Why the Term Matters
In an investigation, investigations built around facts affects how information is collected, evaluated, preserved, or reported. Using the term correctly helps clients and attorneys understand whether a result is a lead, a verified fact, a method, a source, or a limitation.
Common Misunderstanding
A frequent mistake is treating investigations built around facts as proof of more than it actually establishes. Professional work identifies the source, date, jurisdiction, identity indicators, competing explanations, and the specific conclusion the information supports.
Practical Example
A proper use of investigations built around facts would document the input, method, result, and limitation. The report would avoid unsupported certainty and would identify what additional corroboration, authority, or specialist review is needed.
Related Terms and Services
Related concepts may include identity resolution, source corroboration, negative findings, public records, OSINT, surveillance, evidence timelines, and confidence assessments. LPIIA applies these concepts under the “Investigations Built Around Facts” doctrine.
Common Questions
What does Investigations Built Around Facts mean?

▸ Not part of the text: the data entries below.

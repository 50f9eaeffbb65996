//! Route search service
//!
//! Searches every provider for a route number and returns one ranked list.
//! The fixed-region providers are searched one after another; the national
//! provider is searched once per municipality on a bounded pool of tasks.
//! Provider failures do not abort a search. A rejected service key stops
//! the fan-out.

use std::fmt;
use std::sync::Arc;
use std::sync::atomic::{AtomicBool, Ordering};

use domain::{
    DecodedRouteId, DomainError, Municipality, Provider, RouteDetail, RouteIdCodec, RoutePath,
    RouteSummary, Stop,
};
use serde::{Deserialize, Serialize};
use tokio::sync::Semaphore;
use tokio::task::JoinSet;
use tracing::{debug, info, instrument, warn};

use crate::error::ApplicationError;
use crate::ports::{NationalRoutePort, RegionalRoutePort};
use crate::services::municipality_directory::MunicipalityDirectory;
use crate::services::relevance_ranker::rank_routes;

/// Default number of municipalities searched at once
const DEFAULT_MAX_CONCURRENCY: usize = 15;

/// Configuration for the route search fan-out
#[derive(Debug, Clone, Serialize, Deserialize)]
pub struct RouteSearchConfig {
    /// Maximum number of concurrent municipality searches (default: 15)
    #[serde(default = "default_max_concurrency")]
    pub max_concurrency: usize,
}

const fn default_max_concurrency() -> usize {
    DEFAULT_MAX_CONCURRENCY
}

impl Default for RouteSearchConfig {
    fn default() -> Self {
        Self {
            max_concurrency: default_max_concurrency(),
        }
    }
}

impl RouteSearchConfig {
    /// Validate the configuration
    ///
    /// # Errors
    ///
    /// Returns an error if the concurrency ceiling is zero.
    pub fn validate(&self) -> Result<(), String> {
        if self.max_concurrency == 0 {
            return Err("search.max_concurrency must be greater than 0".to_string());
        }
        Ok(())
    }
}

/// Ranked routes plus the last error observed while collecting them
#[derive(Debug, Default)]
pub struct SearchOutcome {
    /// Routes, most relevant first
    pub routes: Vec<RouteSummary>,
    /// Last error observed, if any
    pub error: Option<ApplicationError>,
}

impl SearchOutcome {
    /// Returns true if the search was cut short by a rejected service key
    #[must_use]
    pub fn is_auth_failure(&self) -> bool {
        self.error.as_ref().is_some_and(ApplicationError::is_auth_error)
    }
}

/// Where a detail request for a route goes
enum Target<'a> {
    Regional(&'a dyn RegionalRoutePort),
    National {
        municipality_code: &'a str,
        route_id: &'a str,
    },
}

/// Outcome of one municipality task
type MunicipalityResult = (Municipality, Result<Vec<RouteSummary>, ApplicationError>);

/// Aggregates route searches and detail requests across providers
pub struct RouteSearchService {
    regional: Vec<Arc<dyn RegionalRoutePort>>,
    national: Arc<dyn NationalRoutePort>,
    directory: MunicipalityDirectory,
    codec: RouteIdCodec,
    config: RouteSearchConfig,
}

impl fmt::Debug for RouteSearchService {
    fn fmt(&self, f: &mut fmt::Formatter<'_>) -> fmt::Result {
        let providers: Vec<Provider> = self.regional.iter().map(|p| p.provider()).collect();
        f.debug_struct("RouteSearchService")
            .field("regional", &providers)
            .field("national", &"<NationalRoutePort>")
            .field("directory", &self.directory)
            .field("config", &self.config)
            .finish()
    }
}

impl RouteSearchService {
    /// Create a search service
    ///
    /// `regional` ports are searched in the order given.
    #[must_use]
    pub fn new(
        regional: Vec<Arc<dyn RegionalRoutePort>>,
        national: Arc<dyn NationalRoutePort>,
        config: RouteSearchConfig,
    ) -> Self {
        let codec = RouteIdCodec::national();
        Self {
            regional,
            national,
            directory: MunicipalityDirectory::with_codec(codec),
            codec,
            config,
        }
    }

    /// Use an existing directory (and its name cache)
    #[must_use]
    pub fn with_directory(mut self, directory: MunicipalityDirectory) -> Self {
        self.directory = directory;
        self
    }

    /// Directory used for worklists and region labels
    #[must_use]
    pub const fn directory(&self) -> &MunicipalityDirectory {
        &self.directory
    }

    /// Search every provider for routes matching `query`
    ///
    /// Never fails as a whole: the outcome carries whatever routes were
    /// collected, ranked, and the last error observed.
    #[instrument(skip(self, key))]
    pub async fn search_routes(&self, key: &str, query: &str) -> SearchOutcome {
        let mut routes = Vec::new();
        let mut last_error = None;

        for port in &self.regional {
            match port.search_routes(key, query).await {
                Ok(found) => {
                    debug!(provider = %port.provider(), count = found.len(), "Regional search done");
                    routes.extend(found);
                },
                Err(e) => {
                    warn!(provider = %port.provider(), error = %e, "Regional search failed");
                    last_error = Some(e);
                },
            }
        }

        match self.directory.worklist(self.national.as_ref(), key).await {
            Ok(worklist) => {
                if let Some(e) = self.fan_out(key, query, worklist, &mut routes).await {
                    last_error = Some(e);
                }
            },
            Err(e) => {
                warn!(error = %e, "Municipality listing failed");
                last_error = Some(e);
            },
        }

        rank_routes(&mut routes, query, |route| self.directory.region_label(route));

        info!(
            count = routes.len(),
            failed = last_error.is_some(),
            "Route search finished"
        );
        SearchOutcome {
            routes,
            error: last_error,
        }
    }

    /// Search every municipality of the worklist concurrently
    ///
    /// Returns the key rejection that stopped the fan-out, if one did.
    /// Tasks still running at that point are detached, not awaited.
    async fn fan_out(
        &self,
        key: &str,
        query: &str,
        worklist: Vec<Municipality>,
        routes: &mut Vec<RouteSummary>,
    ) -> Option<ApplicationError> {
        let key: Arc<str> = Arc::from(key);
        let query: Arc<str> = Arc::from(query);
        let permits = Arc::new(Semaphore::new(self.config.max_concurrency.max(1)));
        let cancelled = Arc::new(AtomicBool::new(false));
        let dispatched = worklist.len();

        let mut tasks: JoinSet<Option<MunicipalityResult>> = JoinSet::new();
        for municipality in worklist {
            let port = Arc::clone(&self.national);
            let permits = Arc::clone(&permits);
            let cancelled = Arc::clone(&cancelled);
            let key = Arc::clone(&key);
            let query = Arc::clone(&query);

            tasks.spawn(async move {
                let _permit = permits.acquire_owned().await.ok()?;
                if cancelled.load(Ordering::Acquire) {
                    return None;
                }

                let result = port.search_routes(&key, &municipality.code, &query).await;
                if result.as_ref().is_err_and(ApplicationError::is_auth_error) {
                    cancelled.store(true, Ordering::Release);
                }
                Some((municipality, result))
            });
        }

        let mut completed = 0usize;
        while let Some(joined) = tasks.join_next().await {
            match joined {
                Ok(Some((_, Ok(found)))) => {
                    completed += 1;
                    routes.extend(found);
                },
                Ok(Some((municipality, Err(e)))) if e.is_auth_error() => {
                    warn!(code = %municipality.code, error = %e, "Service key rejected, stopping fan-out");
                    cancelled.store(true, Ordering::Release);
                    tasks.detach_all();
                    return Some(e);
                },
                Ok(Some((municipality, Err(e)))) => {
                    completed += 1;
                    warn!(
                        code = %municipality.code,
                        name = %municipality.name,
                        error = %e,
                        "Municipality search failed"
                    );
                },
                Ok(None) => {},
                Err(e) => warn!(error = %e, "Municipality search task failed"),
            }
        }

        debug!(dispatched, completed, "Fan-out done");
        None
    }

    /// Ordered stops of a route found by [`Self::search_routes`]
    ///
    /// # Errors
    ///
    /// Returns an error if the route id is malformed, no adapter serves the
    /// route's provider, or the provider request fails.
    #[instrument(skip(self, key, route), fields(route = %route.id))]
    pub async fn get_stops(
        &self,
        key: &str,
        route: &RouteSummary,
    ) -> Result<Vec<Stop>, ApplicationError> {
        match self.resolve(route)? {
            Target::Regional(port) => port.get_stops(key, route).await,
            Target::National {
                municipality_code,
                route_id,
            } => {
                self.national
                    .get_stops(key, municipality_code, route_id)
                    .await
            },
        }
    }

    /// Route detail, `None` when the provider has no record
    ///
    /// # Errors
    ///
    /// Same conditions as [`Self::get_stops`].
    #[instrument(skip(self, key, route), fields(route = %route.id))]
    pub async fn get_route_detail(
        &self,
        key: &str,
        route: &RouteSummary,
    ) -> Result<Option<RouteDetail>, ApplicationError> {
        match self.resolve(route)? {
            Target::Regional(port) => port.get_route_detail(key, route).await,
            Target::National {
                municipality_code,
                route_id,
            } => {
                self.national
                    .get_route_detail(key, municipality_code, route_id)
                    .await
            },
        }
    }

    /// Route polyline
    ///
    /// # Errors
    ///
    /// Same conditions as [`Self::get_stops`].
    #[instrument(skip(self, key, route), fields(route = %route.id))]
    pub async fn get_route_shape(
        &self,
        key: &str,
        route: &RouteSummary,
    ) -> Result<RoutePath, ApplicationError> {
        match self.resolve(route)? {
            Target::Regional(port) => port.get_route_shape(key, route).await,
            Target::National {
                municipality_code,
                route_id,
            } => {
                self.national
                    .get_route_shape(key, municipality_code, route_id)
                    .await
            },
        }
    }

    fn resolve<'a>(&'a self, route: &'a RouteSummary) -> Result<Target<'a>, ApplicationError> {
        match self.codec.decode(&route.id)? {
            DecodedRouteId::National {
                municipality_code,
                native_id,
            } => Ok(Target::National {
                municipality_code,
                route_id: native_id,
            }),
            // National routes always carry a composite id
            DecodedRouteId::FixedRegion(raw) if !route.provider.is_fixed_region() => {
                Err(DomainError::malformed(raw).into())
            },
            DecodedRouteId::FixedRegion(_) => self
                .regional
                .iter()
                .find(|port| port.provider() == route.provider)
                .map(|port| Target::Regional(port.as_ref()))
                .ok_or_else(|| {
                    ApplicationError::Configuration(format!(
                        "no adapter registered for {}",
                        route.provider
                    ))
                }),
        }
    }
}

LPIIA’s operating doctrine: define the question, use lawful methods, document sources and observations, separate facts from assumptions, and state limitations.
Is this term the same as proof?
Not necessarily. The term may describe a method, lead, record, or analysis step. The report should state what the information actually establishes.
Why does LPIIA define terms?
Clear definitions reduce misunderstanding and help clients, attorneys, and investigators distinguish facts, methods, sources, and limitations.
Where is the term used?
It may appear in LPIIA service pages, reports, evidence checklists, research guides, and attorney assignments.
Related Investigation Resources
Discuss the Assignment
Provide the objective, jurisdiction, deadline, known facts, and required deliverable.